Especially when you're arguing with someone who doesn't particularly like the practice. Especially when you're arguing with someone who considers all arguing to be distressing, distateful, or simply fighting. And, I admit, when an argument does cross that line from debate to full-on fight, I've got a fuse that can be extinguished so quickly it leaves my loved ones breathless. I can be ready to move on, and they're still mad.
Like I said, a problem.
But I don't think Hume meant "fights" when he wrote "arguments." I think he meant debate--good, old fashioned, disagreeing debate. We all remember those, right? The kinds of conversations where the speakers kept their minds open, and those minds could be changed?

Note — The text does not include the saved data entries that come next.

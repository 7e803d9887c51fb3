// Single-threaded dispatch: every event is applied to completion before the next
mod replay;

pub use replay::run_feed;

use crate::backfill::BackfillRequest;
use crate::clock::SessionClock;
use crate::config::{ConfigError, EngineConfig, StreamSpec};
use crate::execution::{
    CoordinatorEffect, ExecutionCoordinator, GatewayEvent, IntentExposure, OrderGateway,
};
use crate::journal::{ExecutionJournal, JournalError};
use crate::models::{Bar, ExitReason, PriceTick, PriceUpdate, StreamId, StreamKey};
use crate::stream::{Stream, StreamAction, StreamError, StreamSnapshot, StreamState};
use chrono::{DateTime, Duration, NaiveDate, Utc};
use serde::Serialize;
use std::collections::BTreeMap;
use thiserror::Error;

#[derive(Debug, Error)]
pub enum EngineError {
    #[error("stream {0} already registered")]
    DuplicateStream(StreamKey),

    #[error(transparent)]
    Stream(#[from] StreamError),

    #[error(transparent)]
    Journal(#[from] JournalError),

    #[error(transparent)]
    Config(#[from] ConfigError),
}

#[derive(Debug, Clone)]
pub enum EngineEvent {
    Bar(Bar),
    Tick(PriceTick),
    /// Time passes with no market data
    Heartbeat(DateTime<Utc>),
    BackfillCompleted {
        trading_date: NaiveDate,
        stream: StreamId,
        bars: Vec<Bar>,
    },
    BackfillFailed {
        trading_date: NaiveDate,
        stream: StreamId,
        reason: String,
    },
    Execution(GatewayEvent),
}

#[derive(Debug, Clone, Default, Serialize)]
pub struct EngineStats {
    pub bars: u64,
    pub ticks: u64,
    pub heartbeats: u64,
    pub backfills_completed: u64,
    pub backfills_failed: u64,
    pub execution_events: u64,
    pub days_started: u64,
}

/// A stream that could not be built for the day
#[derive(Debug, Clone, Serialize)]
pub struct FailedActivation {
    pub trading_date: NaiveDate,
    pub detail: String,
}

/// Point-in-time view of the whole engine
#[derive(Debug, Clone, Serialize)]
pub struct EngineSnapshot {
    pub trading_date: Option<NaiveDate>,
    pub now: Option<DateTime<Utc>>,
    pub streams: Vec<StreamSnapshot>,
    pub exposure: Vec<IntentExposure>,
    pub failed_activations: Vec<FailedActivation>,
    pub journal_entries: usize,
    pub pending_backfills: usize,
    pub stats: EngineStats,
}

pub struct Engine<G: OrderGateway> {
    clock: SessionClock,
    specs: Vec<StreamSpec>,
    bar_interval: Duration,
    backfill_timeout: Duration,
    coordinator: ExecutionCoordinator<G>,
    streams: BTreeMap<StreamId, Stream>,
    trading_date: Option<NaiveDate>,
    now: Option<DateTime<Utc>>,
    backfill_requests: Vec<BackfillRequest>,
    failed_activations: Vec<FailedActivation>,
    stats: EngineStats,
}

The American conscious (and conscience) sprouted, grew and flourished because of debate: because smart people argued with each other--smart people who respected each other, even when they disagreed. Smart people who found the debate a useful, changing, and illuminating tool. Who were willing to see past the parameters of their own backgrounds and beliefs. And, like Hume said, the truth sprung. (Can I get an "amen"?)

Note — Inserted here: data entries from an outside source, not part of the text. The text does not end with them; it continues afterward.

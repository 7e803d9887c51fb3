use anyhow::{Context, Result};
use chrono::{DateTime, NaiveDate, NaiveTime, Utc};
use clap::{Parser, Subcommand};
use rangebot::backfill::{read_bar_file, HistoricalSource, JsonlHistory, MemoryHistory, NoHistory};
use rangebot::config::EngineConfig;
use rangebot::engine::{run_feed, Engine};
use rangebot::execution::PaperGateway;
use rangebot::journal::ExecutionJournal;
use rangebot::models::Bar;
use rangebot::sim::{merge_feeds, SessionBarGenerator, SessionScenario};
use std::path::{Path, PathBuf};
use std::sync::Arc;

#[derive(Parser)]
#[command(name = "rangebot", about = "Session opening-range breakout engine")]
struct Cli {
    #[command(subcommand)]
    command: Command,
}

#[derive(Subcommand)]
enum Command {
    /// Replay a JSON-lines bar file with paper execution
    Replay {
        #[arg(long)]
        config: PathBuf,
        #[arg(long)]
        bars: PathBuf,
        /// JSON-lines bars served to streams that start mid-window
        #[arg(long)]
        history: Option<PathBuf>,
        /// Overrides the journal path from the config file
        #[arg(long)]
        journal: Option<PathBuf>,
    },
    /// Run one synthetic session with paper execution
    Simulate {
        #[arg(long)]
        config: PathBuf,
        #[arg(long)]
        date: NaiveDate,
        #[arg(long, default_value_t = 7)]
        seed: u64,
        #[arg(long, value_enum, default_value = "breakout-up")]
        scenario: SessionScenario,
        #[arg(long, default_value_t = 5000.0)]
        base_price: f64,
        /// Exchange-local HH:MM to start the live feed; earlier bars become history
        #[arg(long, value_parser = parse_hhmm)]
        start_at: Option<NaiveTime>,
        /// Journal file; in-memory when omitted
        #[arg(long)]
        journal: Option<PathBuf>,
    },
    /// Print the entries of an execution journal
    Journal {
        #[arg(long)]
        path: PathBuf,
    },
}

#[tokio::main]
async fn main() -> Result<()> {
    dotenvy::dotenv().ok();
    setup_logging();

    match Cli::parse().command {
        Command::Replay {
            config,
            bars,
            history,
            journal,
        } => replay(&config, &bars, history, journal).await,
        Command::Simulate {
            config,
            date,
            seed,
            scenario,
            base_price,
            start_at,
            journal,
        } => simulate(&config, date, seed, scenario, base_price, start_at, journal).await,
        Command::Journal { path } => print_journal(&path),
    }
}

fn setup_logging() {
    let filter = tracing_subscriber::EnvFilter::try_from_default_env()
        .unwrap_or_else(|_| tracing_subscriber::EnvFilter::new("rangebot=info"));
    tracing_subscriber::fmt().with_env_filter(filter).init();
}

fn parse_hhmm(s: &str) -> Result<NaiveTime, String> {
    NaiveTime::parse_from_str(s, "%H:%M").map_err(|e| format!("invalid time '{}': {}", s, e))
}

async fn replay(
    config_path: &Path,
    bars_path: &Path,
    history: Option<PathBuf>,
    journal: Option<PathBuf>,
) -> Result<()> {
    let config = EngineConfig::load(config_path)?;
    let journal_path = journal.unwrap_or_else(|| config.journal_path.clone());
    let journal = ExecutionJournal::open(&journal_path)
        .with_context(|| format!("opening journal {}", journal_path.display()))?;

    let mut feed = read_bar_file(bars_path)
        .await
        .with_context(|| format!("reading bars from {}", bars_path.display()))?;
    feed.sort_by_key(|b| b.timestamp);

    let history: Arc<dyn HistoricalSource> = match history {
        Some(path) => Arc::new(JsonlHistory::new(path)),
        None => Arc::new(NoHistory),
    };

    tracing::info!("🚀 Replaying {} bars from {}", feed.len(), bars_path.display());
    run(&config, journal, feed, history).await
}

async fn simulate(
    config_path: &Path,
    date: NaiveDate,
    seed: u64,
    scenario: SessionScenario,
    base_price: f64,
    start_at: Option<NaiveTime>,
    journal: Option<PathBuf>,
) -> Result<()> {
    let config = EngineConfig::load(config_path)?;
    let clock = config.clock()?;
    let interval = config.bar_interval();

    let mut start = None;
    let mut end = None;
    let mut breakout = None;
    for session in &config.sessions {
        let ws = clock.to_instant(date, session.range_start)?;
        let cutoff = clock.to_instant(date, session.cutoff)?;
        start = Some(start.map_or(ws, |s: DateTime<Utc>| s.min(ws)));
        end = Some(end.map_or(cutoff, |e: DateTime<Utc>| e.max(cutoff)));
        if let Some(first_slot) = session.slots.iter().min() {
            let lock = clock.to_instant(date, *first_slot)?;
            breakout = Some(breakout.map_or(lock, |b: DateTime<Utc>| b.min(lock)));
        }
    }
    let (Some(start), Some(end)) = (start, end) else {
        anyhow::bail!("no sessions configured");
    };
    let breakout = breakout.unwrap_or(start);
    let end = end + interval * 2;

    let feeds: Vec<Vec<Bar>> = config
        .instruments
        .iter()
        .enumerate()
        .map(|(idx, policy)| {
            let mut generator = SessionBarGenerator::new(
                seed + idx as u64,
                policy.symbol.clone(),
                base_price,
                policy.tick_size,
            );
            generator.generate(scenario, start, end, interval, breakout)
        })
        .collect();
    let all = merge_feeds(feeds);

    let feed_start = match start_at {
        Some(t) => clock.to_instant(date, t)?,
        None => start,
    };
    let feed: Vec<Bar> = all.iter().filter(|b| b.timestamp >= feed_start).cloned().collect();
    let history: Arc<dyn HistoricalSource> = Arc::new(MemoryHistory::new(all));

    let journal = match journal {
        Some(path) => ExecutionJournal::open(&path)
            .with_context(|| format!("opening journal {}", path.display()))?,
        None => ExecutionJournal::in_memory(),
    };

    tracing::info!(
        "🎲 Simulating {:?} on {} (seed {}): {} bars from {}",
        scenario,
        date,
        seed,
        feed.len(),
        feed_start
    );
    run(&config, journal, feed, history).await
}

async fn run(
    config: &EngineConfig,
    journal: ExecutionJournal,
    feed: Vec<Bar>,
    history: Arc<dyn HistoricalSource>,
) -> Result<()> {
    let mut engine = Engine::new(config, PaperGateway::new(), journal)?;
    run_feed(&mut engine, feed, history).await;

    let snapshot = engine.diagnostics();
    tracing::info!("\n📊 Session summary:");
    for stream in &snapshot.streams {
        let outcome = stream
            .completion
            .as_ref()
            .map(|c| format!("{:?}", c))
            .unwrap_or_else(|| "incomplete".to_string());
        tracing::info!("  {} [{}] {}", stream.stream, stream.state, outcome);
    }
    for exposure in snapshot.exposure.iter().filter(|e| e.open_qty > 0) {
        tracing::warn!("⚠️  Open exposure left: {:?}", exposure);
    }

    println!("{}", serde_json::to_string_pretty(&snapshot)?);
    Ok(())
}

fn print_journal(path: &Path) -> Result<()> {
    let journal = ExecutionJournal::open(path)
        .with_context(|| format!("opening journal {}", path.display()))?;

    for entry in journal.entries() {
        println!(
            "{:>5} {} {} {:<14} {} {}",
            entry.seq,
            entry.recorded_at.format("%Y-%m-%dT%H:%M:%SZ"),
            entry.trading_date,
            entry.stream,
            entry.fingerprint.short(),
            serde_json::to_string(&entry.event)?
        );
    }

    // Latest outcome per fingerprint, in first-seen order
    let mut seen = std::collections::HashSet::new();
    println!();
    for entry in journal.entries() {
        if !seen.insert(entry.fingerprint.clone()) {
            continue;
        }
        if let Some(outcome) = journal.outcome(&entry.fingerprint) {
            println!("{} {:<14} {:?}", entry.fingerprint.short(), entry.stream, outcome);
        }
    }
    tracing::info!("📒 {} journal entries, {} fingerprints", journal.len(), seen.len());
    Ok(())
}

Today, debate sometimes seems useless. Listeners often seem unwilling to crack the windows of their deeply-held beliefs, even to allow in the fresh air. And instead, in all situations and on all sides, the air grows stagnant, and eventually will stink.

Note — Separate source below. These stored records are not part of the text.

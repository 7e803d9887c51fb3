use crate::models::{PriceUpdate, Side};
use chrono::{DateTime, Utc};
use serde::{Deserialize, Serialize};
use std::fmt;
use thiserror::Error;

/// Gateway-assigned order handle
#[derive(Debug, Clone, PartialEq, Eq, Hash, PartialOrd, Ord, Serialize, Deserialize)]
pub struct OrderId(pub String);

impl OrderId {
    pub fn generate() -> Self {
        Self(uuid::Uuid::new_v4().to_string())
    }
}

impl fmt::Display for OrderId {
    fn fmt(&self, f: &mut fmt::Formatter<'_>) -> fmt::Result {
        f.write_str(&self.0)
    }
}

#[derive(Debug, Clone, Copy, PartialEq, Serialize, Deserialize)]
#[serde(tag = "type", rename_all = "snake_case")]
pub enum OrderKind {
    StopMarket { trigger: f64 },
    Limit { price: f64 },
    Market,
}

#[derive(Debug, Clone, PartialEq, Serialize, Deserialize)]
pub struct OrderSpec {
    pub instrument: String,
    pub side: Side,
    pub quantity: u32,
    pub kind: OrderKind,
    /// Free-form label carried through to logs
    pub tag: String,
    /// Orders sharing a group cancel each other once any of them fills
    pub oco_group: Option<String>,
}

#[derive(Debug, Clone, PartialEq)]
pub enum OrderRequest {
    Place(OrderSpec),
    /// Close the whole net position on an instrument at market
    Flatten { instrument: String, tag: String },
}

/// Asynchronous notifications from the broker side
#[derive(Debug, Clone, PartialEq)]
pub enum GatewayEvent {
    /// `quantity` is the size of this fill only, never cumulative
    Filled {
        order_id: OrderId,
        instrument: String,
        side: Side,
        quantity: u32,
        price: f64,
        timestamp: DateTime<Utc>,
    },
    Rejected {
        order_id: OrderId,
        reason: String,
    },
    Cancelled {
        order_id: OrderId,
    },
}

impl GatewayEvent {
    pub fn order_id(&self) -> &OrderId {
        match self {
            GatewayEvent::Filled { order_id, .. }
            | GatewayEvent::Rejected { order_id, .. }
            | GatewayEvent::Cancelled { order_id } => order_id,
        }
    }
}

#[derive(Debug, Error, Clone, PartialEq)]
pub enum GatewayError {
    #[error("order rejected: {0}")]
    Rejected(String),

    #[error("unknown or inactive order {0}")]
    UnknownOrder(OrderId),

    #[error("order {0} cannot be modified")]
    NotModifiable(OrderId),

    #[error("gateway unavailable: {0}")]
    Unavailable(String),
}

/// Broker seam. Calls are synchronous; results of accepted orders arrive
/// later through `poll_events`.
pub trait OrderGateway {
    fn submit(&mut self, request: OrderRequest) -> Result<OrderId, GatewayError>;

    fn cancel(&mut self, order_id: &OrderId) -> Result<(), GatewayError>;

    /// Move the trigger of a resting stop order
    fn modify_stop(&mut self, order_id: &OrderId, trigger: f64) -> Result<(), GatewayError>;

    fn poll_events(&mut self) -> Vec<GatewayEvent>;

    /// Market data hook for simulated gateways
    fn on_market(&mut self, _update: &PriceUpdate) {}
}

impl<G: OrderGateway + ?Sized> OrderGateway for Box<G> {
    fn submit(&mut self, request: OrderRequest) -> Result<OrderId, GatewayError> {
        (**self).submit(request)
    }

    fn cancel(&mut self, order_id: &OrderId) -> Result<(), GatewayError> {
        (**self).cancel(order_id)
    }

    fn modify_stop(&mut self, order_id: &OrderId, trigger: f64) -> Result<(), GatewayError> {
        (**self).modify_stop(order_id, trigger)
    }

    fn poll_events(&mut self) -> Vec<GatewayEvent> {
        (**self).poll_events()
    }

    fn on_market(&mut self, update: &PriceUpdate) {
        (**self).on_market(update)
    }
}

I love my friends. I've got friends with whom I agree on just about everything: politics, literature, religion, football. I've also got friends with whom I disagree, on all the above. Most of my friends are willing to enter the argument: to talk, exchange ideas, to laugh with and at each other when it all grows ridiculous. I'm lucky for this. And I have friends with whom I've learned simply not to broach certain topics for the sake of the friendship. And this, too, is okay--though I long to enter the argument, I want to do so if only I could be assured its outcome would be that our friendship be unaltered.
DKG and me, after she signed my ripped event ticket because I'd loaned out her book |
In the Fall, I was lucky enough to sit very close to a stage where Doris Kearns Goodwin, reknowned American historian and bestselling author of Team of Rivals, et. al.--also one of my very favorite writers--regaled a large audience with tales of ex-presidents, baseball, and history. In that audience sat folks of all ilk and belief, and Goodwin was a rock star. And I'm quite certain that everyone in the audience, be they Democrat or Republican, Manhattanite or mountain-dweller, Christian or Hindi, had a marvelous time. That they (we) all learned something. That we walked away from the presentation of an historical debate the better for having engaged in it.
I'm still working on my problem of enjoying the argument a bit too much. But the truth is, it's in my blood. And I hope beyond hope, that when it comes to most debates, my mind is open. That it may be changed. And that if it's not, that out of the argument the truth will spring in all its glory, and I'll catch a bit of it in my hands.